In der Politik – nach scholastischem Verständnis eine Sonderform der (aristotelischen) Ethik – wird das durch die oben geschilderten Irritationen geschürte Bedürfnis nach fester Ordnung zum zentralen Thema. Kontrafaktisch wird der Staat noch lange als antike res publica mit demokratischer Grundstruktur aufgefasst. Erst Macchiavelli wird damit aufräumen; dann aber brechen sich rasch Theorien Bahn, die im Grunde genommen schon absolutistische Verhältnisse fordern. (Sofern nicht, nach Montaigne’schem Muster der Rückzug des Weisen aus der lauten Welt gepflegt wird.) Die Politik ist das einzige Gebiet humanistischen Denkens, wo Aristoteles‘ Schriften massgebend blieben und Platon nicht eingebunden wurde. Oder zumindest erst spät und erst in der Sonderform der utopischen Schriften eines More oder eines Campanella. (Wobei hier dann auch Augustins Gottesstaat nicht zu vergessen ist.)

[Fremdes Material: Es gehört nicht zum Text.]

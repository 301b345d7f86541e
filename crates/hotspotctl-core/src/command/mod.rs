// ── Command API ──
//
// All write operations flow through a unified `Command` enum. The manager
// resolves natural keys to record identifiers and routes each variant to
// the matching remote collection.

pub mod requests;

use crate::model::{RecordId, Voucher};

pub use requests::{
    CreateHotspotUserRequest, CreateProfileRequest, CreateUserRequest, CreateVouchersRequest,
    UpdateHotspotUserRequest, UpdateUserRequest,
};

/// All possible write operations against a hotspot router.
#[derive(Debug, Clone)]
pub enum Command {
    // ── Router accounts ──────────────────────────────────────────────
    CreateUser(CreateUserRequest),
    UpdateUser {
        name: String,
        update: UpdateUserRequest,
    },
    DeleteUser {
        name: String,
    },

    // ── Hotspot users ────────────────────────────────────────────────
    CreateHotspotUser(CreateHotspotUserRequest),
    UpdateHotspotUser {
        name: String,
        update: UpdateHotspotUserRequest,
    },
    DeleteHotspotUser {
        name: String,
    },

    // ── Profiles ─────────────────────────────────────────────────────
    CreateProfile(CreateProfileRequest),

    // ── Vouchers ─────────────────────────────────────────────────────
    CreateVouchers(CreateVouchersRequest),

    // ── Sessions ─────────────────────────────────────────────────────
    /// Log a device out. MAC wins when both keys are given.
    Logout {
        mac_address: Option<String>,
        ip_address: Option<String>,
    },
}

/// Result of executing a command.
#[derive(Debug)]
pub enum CommandResult {
    Ok,
    /// A row was created; carries its identifier when the router reported one.
    Created(Option<RecordId>),
    Vouchers(Vec<Voucher>),
}
// ── Hotspot domain types ──

use serde::{Deserialize, Serialize};

use super::record_id::RecordId;

/// A hotspot account from `/ip/hotspot/user`.
#[derive(Debug, Clone, Serialize, Deserialize)]
#[serde(rename_all = "kebab-case")]
pub struct HotspotUser {
    #[serde(rename = ".id")]
    pub id: RecordId,
    pub name: String,
    /// Name of a [`HotspotProfile`]; the router enforces that it exists.
    pub profile: Option<String>,
    /// RouterOS duration string such as `1h` or `1d2h`, passed through untouched.
    pub limit_uptime: Option<String>,
    /// Static IP binding.
    pub address: Option<String>,
    pub mac_address: Option<String>,
    pub uptime: Option<String>,
    pub bytes_in: Option<u64>,
    pub bytes_out: Option<u64>,
    pub disabled: bool,
    pub comment: Option<String>,
}

/// A hotspot user profile from `/ip/hotspot/user/profile`.
#[derive(Debug, Clone, Serialize, Deserialize)]
#[serde(rename_all = "kebab-case")]
pub struct HotspotProfile {
    #[serde(rename = ".id")]
    pub id: RecordId,
    pub name: String,
    pub limit_uptime: Option<String>,
    pub limit_bytes_in: Option<String>,
    pub limit_bytes_out: Option<String>,
    pub rate_limit: Option<String>,
    pub shared_users: Option<String>,
}

/// A freshly minted single-use hotspot account.
///
/// Exists only in the result of a voucher batch; afterwards it is an
/// ordinary [`HotspotUser`] on the router.
#[derive(Debug, Clone, PartialEq, Eq, Serialize, Deserialize)]
pub struct Voucher {
    pub username: String,
    pub password: String,
    pub profile: String,
    pub duration: Option<String>,
}
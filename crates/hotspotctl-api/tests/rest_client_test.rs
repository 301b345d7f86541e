#![allow(clippy::unwrap_used)]
// Integration tests for `RestClient` using wiremock.

use serde_json::json;
use url::Url;
use wiremock::matchers::{basic_auth, body_json, method, path};
use wiremock::{Mock, MockServer, ResponseTemplate};

use hotspotctl_api::{
    Error, Fields, ResourceClient, ResourcePath, RestClient, TlsMode, TransportConfig,
};

// ── Helpers ─────────────────────────────────────────────────────────

async fn setup() -> (MockServer, RestClient) {
    let server = MockServer::start().await;
    let base_url = Url::parse(&server.uri()).unwrap();
    let client = RestClient::with_client(
        reqwest::Client::new(),
        base_url,
        "admin".into(),
        "secret".to_string().into(),
    );
    (server, client)
}

fn fields(pairs: &[(&str, &str)]) -> Fields {
    pairs
        .iter()
        .map(|(k, v)| ((*k).to_owned(), (*v).to_owned()))
        .collect()
}

// ── List ────────────────────────────────────────────────────────────

#[tokio::test]
async fn test_list_hotspot_users() {
    let (server, client) = setup().await;

    Mock::given(method("GET"))
        .and(path("/rest/ip/hotspot/user"))
        .and(basic_auth("admin", "secret"))
        .respond_with(ResponseTemplate::new(200).set_body_json(json!([
            { ".id": "*1", "name": "bob", "profile": "default" },
            { ".id": "*2", "name": "alice", "profile": "guests", "limit-uptime": "1h" }
        ])))
        .mount(&server)
        .await;

    let rows = client.list(ResourcePath::HOTSPOT_USERS).await.unwrap();

    assert_eq!(rows.len(), 2);
    assert_eq!(rows[0][".id"], "*1");
    assert_eq!(rows[1]["name"], "alice");
    assert_eq!(rows[1]["limit-uptime"], "1h");
}

#[tokio::test]
async fn test_list_singleton_menu_yields_one_row() {
    let (server, client) = setup().await;

    Mock::given(method("GET"))
        .and(path("/rest/system/identity"))
        .respond_with(ResponseTemplate::new(200).set_body_json(json!({ "name": "gw-lobby" })))
        .mount(&server)
        .await;

    let rows = client.list(ResourcePath::SYSTEM_IDENTITY).await.unwrap();

    assert_eq!(rows.len(), 1);
    assert_eq!(rows[0]["name"], "gw-lobby");
}

#[tokio::test]
async fn test_list_unauthorized() {
    let (server, client) = setup().await;

    Mock::given(method("GET"))
        .and(path("/rest/user"))
        .respond_with(
            ResponseTemplate::new(401)
                .set_body_json(json!({ "error": 401, "message": "Unauthorized" })),
        )
        .mount(&server)
        .await;

    let result = client.list(ResourcePath::USERS).await;

    assert!(
        matches!(result, Err(Error::Authentication { .. })),
        "expected Authentication error, got: {result:?}"
    );
}

#[tokio::test]
async fn test_list_garbage_body() {
    let (server, client) = setup().await;

    Mock::given(method("GET"))
        .and(path("/rest/ip/hotspot/active"))
        .respond_with(ResponseTemplate::new(200).set_body_string("<html>login</html>"))
        .mount(&server)
        .await;

    let result = client.list(ResourcePath::HOTSPOT_ACTIVE).await;

    match result {
        Err(Error::Deserialization { body, .. }) => assert!(body.contains("login")),
        other => panic!("expected Deserialization error, got: {other:?}"),
    }
}

// ── Add ─────────────────────────────────────────────────────────────

#[tokio::test]
async fn test_add_returns_new_id() {
    let (server, client) = setup().await;

    Mock::given(method("PUT"))
        .and(path("/rest/ip/hotspot/user"))
        .and(body_json(json!({
            "name": "voucher_0a1b2c3d",
            "password": "deadbeef",
            "profile": "default",
            "limit-uptime": "1h"
        })))
        .respond_with(ResponseTemplate::new(201).set_body_json(json!({
            ".id": "*7",
            "name": "voucher_0a1b2c3d",
            "profile": "default"
        })))
        .expect(1)
        .mount(&server)
        .await;

    let id = client
        .add(
            ResourcePath::HOTSPOT_USERS,
            &fields(&[
                ("name", "voucher_0a1b2c3d"),
                ("password", "deadbeef"),
                ("profile", "default"),
                ("limit-uptime", "1h"),
            ]),
        )
        .await
        .unwrap();

    assert_eq!(id.as_deref(), Some("*7"));
}

#[tokio::test]
async fn test_add_duplicate_is_trap() {
    let (server, client) = setup().await;

    Mock::given(method("PUT"))
        .and(path("/rest/user"))
        .respond_with(ResponseTemplate::new(400).set_body_json(json!({
            "error": 400,
            "message": "Bad Request",
            "detail": "failure: user with the same name already exists"
        })))
        .mount(&server)
        .await;

    let err = client
        .add(
            ResourcePath::USERS,
            &fields(&[("name", "ops"), ("password", "x"), ("group", "read")]),
        )
        .await
        .unwrap_err();

    match &err {
        Error::Trap {
            status,
            message,
            detail,
        } => {
            assert_eq!(*status, 400);
            assert_eq!(message, "Bad Request");
            assert_eq!(
                detail.as_deref(),
                Some("failure: user with the same name already exists")
            );
        }
        other => panic!("expected Trap, got: {other:?}"),
    }
    assert_eq!(
        err.trap_detail(),
        Some("failure: user with the same name already exists")
    );
    assert!(!err.is_unreachable());
}

#[tokio::test]
async fn test_trap_without_json_body_keeps_text() {
    let (server, client) = setup().await;

    Mock::given(method("PUT"))
        .and(path("/rest/ip/hotspot/user/profile"))
        .respond_with(ResponseTemplate::new(500).set_body_string("internal failure"))
        .mount(&server)
        .await;

    let err = client
        .add(ResourcePath::HOTSPOT_PROFILES, &fields(&[("name", "p1")]))
        .await
        .unwrap_err();

    assert!(
        matches!(&err, Error::Trap { status: 500, detail: Some(d), .. } if d == "internal failure"),
        "unexpected error: {err:?}"
    );
}

// ── Set / Remove ────────────────────────────────────────────────────

#[tokio::test]
async fn test_set_patches_record() {
    let (server, client) = setup().await;

    Mock::given(method("PATCH"))
        .and(path("/rest/user/*3"))
        .and(body_json(json!({ "group": "full" })))
        .respond_with(ResponseTemplate::new(200).set_body_json(json!({
            ".id": "*3", "name": "ops", "group": "full"
        })))
        .expect(1)
        .mount(&server)
        .await;

    client
        .set(ResourcePath::USERS, "*3", &fields(&[("group", "full")]))
        .await
        .unwrap();
}

#[tokio::test]
async fn test_remove_active_session() {
    let (server, client) = setup().await;

    Mock::given(method("DELETE"))
        .and(path("/rest/ip/hotspot/active/*A"))
        .respond_with(ResponseTemplate::new(204))
        .expect(1)
        .mount(&server)
        .await;

    client
        .remove(ResourcePath::HOTSPOT_ACTIVE, "*A")
        .await
        .unwrap();
}

#[tokio::test]
async fn test_remove_missing_record_is_trap() {
    let (server, client) = setup().await;

    Mock::given(method("DELETE"))
        .and(path("/rest/ip/hotspot/active/*A"))
        .respond_with(ResponseTemplate::new(404).set_body_json(json!({
            "error": 404, "message": "Not Found"
        })))
        .mount(&server)
        .await;

    let result = client.remove(ResourcePath::HOTSPOT_ACTIVE, "*A").await;

    assert!(
        matches!(result, Err(Error::Trap { status: 404, .. })),
        "expected Trap 404, got: {result:?}"
    );
}

// ── Connectivity ────────────────────────────────────────────────────

#[tokio::test]
async fn test_unreachable_router() {
    // Port 9 (discard) is closed on test hosts.
    let client = RestClient::with_client(
        reqwest::Client::new(),
        Url::parse("http://127.0.0.1:9").unwrap(),
        "admin".into(),
        "secret".to_string().into(),
    );

    let err = client.list(ResourcePath::USERS).await.unwrap_err();

    assert!(err.is_unreachable(), "expected unreachable, got: {err:?}");
}

#[tokio::test]
async fn test_slow_router_times_out() {
    let server = MockServer::start().await;
    Mock::given(method("GET"))
        .and(path("/rest/ip/hotspot/active"))
        .respond_with(
            ResponseTemplate::new(200)
                .set_body_json(json!([]))
                .set_delay(std::time::Duration::from_secs(3)),
        )
        .mount(&server)
        .await;

    let transport = TransportConfig {
        tls: TlsMode::System,
        timeout: std::time::Duration::from_millis(300),
    };
    let client = RestClient::new(
        Url::parse(&server.uri()).unwrap(),
        "admin".into(),
        "secret".to_string().into(),
        &transport,
    )
    .unwrap();

    let err = client.list(ResourcePath::HOTSPOT_ACTIVE).await.unwrap_err();

    assert!(err.is_timeout(), "expected timeout, got: {err:?}");
    assert!(err.is_unreachable());
}
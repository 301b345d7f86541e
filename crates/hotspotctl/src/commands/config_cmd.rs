//! Config subcommand handlers.

use dialoguer::{Input, Select};

use hotspotctl_config::{
    Config, MAX_SUFFIX_BYTES, Profile, config_path, load_config_or_default,
    parse_router_url, save_config, store_password,
};

use crate::cli::{ConfigArgs, ConfigCommand, GlobalOpts};
use crate::config::active_profile_name;
use crate::error::CliError;
use crate::output;

// ── Helpers ─────────────────────────────────────────────────────────

/// Copy of the config with plaintext passwords masked.
fn redacted(cfg: &Config) -> Config {
    let mut cfg = cfg.clone();
    for profile in cfg.profiles.values_mut() {
        if profile.password.is_some() {
            profile.password = Some("****".into());
        }
    }
    cfg
}

/// Format config for display, masking sensitive fields.
fn format_config_redacted(cfg: &Config) -> String {
    use std::fmt::Write;
    let mut out = String::new();

    if let Some(ref default) = cfg.default_profile {
        let _ = writeln!(out, "default_profile = \"{default}\"");
    }
    let _ = writeln!(out);
    let _ = writeln!(out, "[defaults]");
    let _ = writeln!(out, "output = \"{}\"", cfg.defaults.output);
    let _ = writeln!(out, "color = \"{}\"", cfg.defaults.color);
    let _ = writeln!(out, "insecure = {}", cfg.defaults.insecure);
    let _ = writeln!(out, "timeout = {}", cfg.defaults.timeout);

    let mut names: Vec<_> = cfg.profiles.keys().collect();
    names.sort();
    for name in names {
        let p = &cfg.profiles[name];
        let _ = writeln!(out);
        let _ = writeln!(out, "[profiles.{name}]");
        let _ = writeln!(out, "router = \"{}\"", p.router);
        if let Some(ref u) = p.username {
            let _ = writeln!(out, "username = \"{u}\"");
        }
        if p.password.is_some() {
            let _ = writeln!(out, "password = \"****\"");
        }
        if let Some(ref env) = p.password_env {
            let _ = writeln!(out, "password_env = \"{env}\"");
        }
        if let Some(ref ca) = p.ca_cert {
            let _ = writeln!(out, "ca_cert = \"{}\"", ca.display());
        }
        if let Some(insecure) = p.insecure {
            let _ = writeln!(out, "insecure = {insecure}");
        }
        if let Some(timeout) = p.timeout {
            let _ = writeln!(out, "timeout = {timeout}");
        }
        if let Some(ref prefix) = p.voucher_prefix {
            let _ = writeln!(out, "voucher_prefix = \"{prefix}\"");
        }
        if let Some(bytes) = p.voucher_suffix_bytes {
            let _ = writeln!(out, "voucher_suffix_bytes = {bytes}");
        }
    }

    out
}

/// Map a dialoguer / interactive I/O failure into CliError.
fn prompt_err(e: impl std::fmt::Display) -> CliError {
    CliError::Validation {
        field: "interactive".into(),
        reason: format!("prompt failed: {e}"),
    }
}

fn prompt_password() -> Result<String, CliError> {
    let password = rpassword::prompt_password("Password: ").map_err(prompt_err)?;
    if password.is_empty() {
        return Err(CliError::Validation {
            field: "password".into(),
            reason: "password cannot be empty".into(),
        });
    }
    Ok(password)
}

fn profile_not_found(cfg: &Config, name: String) -> CliError {
    CliError::ProfileNotFound {
        name,
        available: cfg.available_profiles(),
    }
}

fn parse_value<T: std::str::FromStr>(field: &str, value: &str, expected: &str) -> Result<T, CliError> {
    value.parse().map_err(|_| CliError::Validation {
        field: field.into(),
        reason: format!("must be {expected}"),
    })
}

/// Apply one `config set` key to a profile.
fn set_profile_key(profile: &mut Profile, key: &str, value: String) -> Result<(), CliError> {
    match key {
        "router" => {
            parse_router_url(&value)?;
            profile.router = value;
        }
        "username" => profile.username = Some(value),
        "password_env" | "password-env" => profile.password_env = Some(value),
        "ca_cert" | "ca-cert" => profile.ca_cert = Some(value.into()),
        "insecure" => profile.insecure = Some(parse_value("insecure", &value, "'true' or 'false'")?),
        "timeout" => profile.timeout = Some(parse_value("timeout", &value, "a number (seconds)")?),
        "voucher_prefix" | "voucher-prefix" => profile.voucher_prefix = Some(value),
        "voucher_suffix_bytes" | "voucher-suffix-bytes" => {
            let bytes: usize = parse_value(
                "voucher_suffix_bytes",
                &value,
                &format!("a number between 1 and {MAX_SUFFIX_BYTES}"),
            )?;
            if !(1..=MAX_SUFFIX_BYTES).contains(&bytes) {
                return Err(CliError::Validation {
                    field: "voucher_suffix_bytes".into(),
                    reason: format!("must be between 1 and {MAX_SUFFIX_BYTES}"),
                });
            }
            profile.voucher_suffix_bytes = Some(bytes);
        }
        other => {
            return Err(CliError::Validation {
                field: other.into(),
                reason: format!(
                    "unknown config key '{other}'. Valid keys: router, username, password_env, \
                     ca_cert, insecure, timeout, voucher_prefix, voucher_suffix_bytes"
                ),
            });
        }
    }
    Ok(())
}

// ── Handler ─────────────────────────────────────────────────────────

pub fn handle(args: ConfigArgs, global: &GlobalOpts) -> Result<(), CliError> {
    match args.command {
        // ── Init: interactive wizard ────────────────────────────────
        ConfigCommand::Init => {
            let path = config_path();
            eprintln!("hotspotctl configuration wizard");
            eprintln!("   Config path: {}\n", path.display());

            let profile_name: String = Input::new()
                .with_prompt("Profile name")
                .default("default".into())
                .interact_text()
                .map_err(prompt_err)?;

            let router: String = Input::new()
                .with_prompt("Router URL")
                .default("https://192.168.88.1".into())
                .validate_with(|input: &String| {
                    parse_router_url(input).map(|_| ()).map_err(|e| e.to_string())
                })
                .interact_text()
                .map_err(prompt_err)?;

            let username: String = Input::new()
                .with_prompt("Router login")
                .default("admin".into())
                .interact_text()
                .map_err(prompt_err)?;

            let password = prompt_password()?;

            let choices = &[
                "Store in system keyring (recommended)",
                "Save to config file (plaintext)",
            ];
            let selection = Select::new()
                .with_prompt("Where to store the password?")
                .items(choices)
                .default(0)
                .interact()
                .map_err(prompt_err)?;

            let password = if selection == 0 {
                store_password(&profile_name, &password)?;
                eprintln!("   ✓ Password stored in system keyring");
                None
            } else {
                Some(password)
            };

            // RouterOS ships a self-signed certificate
            let insecure = Select::new()
                .with_prompt("TLS certificate")
                .items(&["Accept self-signed (RouterOS default)", "Verify"])
                .default(0)
                .interact()
                .map_err(prompt_err)?
                == 0;

            let profile = Profile {
                router,
                username: Some(username),
                password,
                insecure: Some(insecure),
                ..Profile::default()
            };

            let mut cfg = load_config_or_default();
            cfg.profiles.insert(profile_name.clone(), profile);
            cfg.default_profile = Some(profile_name.clone());
            save_config(&cfg)?;

            eprintln!("\n✓ Configuration written to {}", path.display());
            eprintln!("  Active profile: {profile_name}");
            eprintln!("\n  Test it: hotspotctl system info");
            Ok(())
        }

        // ── Show ────────────────────────────────────────────────────
        ConfigCommand::Show => {
            let cfg = redacted(&load_config_or_default());
            let out = output::render_single(&global.output, &cfg, format_config_redacted, |_| {
                "config".into()
            })?;
            output::print_output(&out, global.quiet);
            Ok(())
        }

        // ── Set <key> <value> ───────────────────────────────────────
        ConfigCommand::Set { key, value } => {
            let mut cfg = load_config_or_default();
            let profile_name = active_profile_name(global, &cfg);

            let profile = cfg.profiles.entry(profile_name.clone()).or_default();
            set_profile_key(profile, &key, value)?;

            save_config(&cfg)?;
            output::success(global, &format!("Set {key} on profile '{profile_name}'"));
            Ok(())
        }

        // ── Profiles ────────────────────────────────────────────────
        ConfigCommand::Profiles => {
            let cfg = load_config_or_default();
            let default = cfg.default_profile.as_deref().unwrap_or("default");
            if cfg.profiles.is_empty() {
                eprintln!("No profiles configured. Run: hotspotctl config init");
            } else {
                let mut names: Vec<_> = cfg.profiles.keys().collect();
                names.sort();
                for name in names {
                    let marker = if name == default { " *" } else { "" };
                    println!("{name}{marker}");
                }
            }
            Ok(())
        }

        // ── Use <name> ──────────────────────────────────────────────
        ConfigCommand::Use { name } => {
            let mut cfg = load_config_or_default();
            if !cfg.profiles.contains_key(&name) {
                return Err(profile_not_found(&cfg, name));
            }

            cfg.default_profile = Some(name.clone());
            save_config(&cfg)?;
            output::success(global, &format!("Default profile set to '{name}'"));
            Ok(())
        }

        // ── SetPassword ─────────────────────────────────────────────
        ConfigCommand::SetPassword { profile } => {
            let cfg = load_config_or_default();
            let profile_name = profile.unwrap_or_else(|| active_profile_name(global, &cfg));
            if !cfg.profiles.contains_key(&profile_name) {
                return Err(profile_not_found(&cfg, profile_name));
            }

            let password = prompt_password()?;
            store_password(&profile_name, &password)?;
            output::success(
                global,
                &format!("Password stored in system keyring for profile '{profile_name}'"),
            );
            Ok(())
        }
    }
}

Cum grano salis lässt sich festhalten, dass der Humanismus philosophiegeschichtlich nicht mehr auf Aristoteles zurückgriff, sondern noch weiter: auf Platon. Nicht mehr auf die Hochscholastik (Thomas von Aquin, Bonaventura), sondern noch weiter in die Vergangenheit, auf die Patristik: (den jungen) Augustin oder Origines. Oder – wenn man auf die Hochscholastik zurückgriff – Nebenströmungen berücksichtigte: die Aristoteles-Kommentare der averroistischen Schule, den Scotismus oder die Kunst der Kombinatorik des Ramon Llull. Man darf sich den Humanismus auch nicht als isolierte oder sich isolierende Schule verstehen. Zeitgleich zu den Humanisten lehrten auch die Scholastiker weiter – vor allem Paris und Oxford blieben fest in ihrer Hand – und die Humanisten setzten sich auch mit den aktuellen Scholastikern auseinander, übernahmen wohl auch das eine oder andere von ihnen. (Wobei die Scholastiker auch ihrerseits Gedanken der Humanisten übernahmen.) Leinkauf geht solchen Dingen kenntnisreich bis in feinste Verästelungen nach. Auch auf Auswirkungen auf späteres Denken wird hingewiesen. Bei Descartes, aber auch bei Leibniz finden wir sehr viel ‚Humanistisches‘; aber selbst Kant greift noch auf diese Strömung zurück.

Ein überaus lehrreicher Überblick, erschienen 2017 bei Felix Meiner, gelesen in der Lizenzausgabe der Wissenschaftlichen Buchgesellschaft vom selben Jahr. Schade, dass viel zu viele Schreib- und Grammatikfehler den Genuss trüben.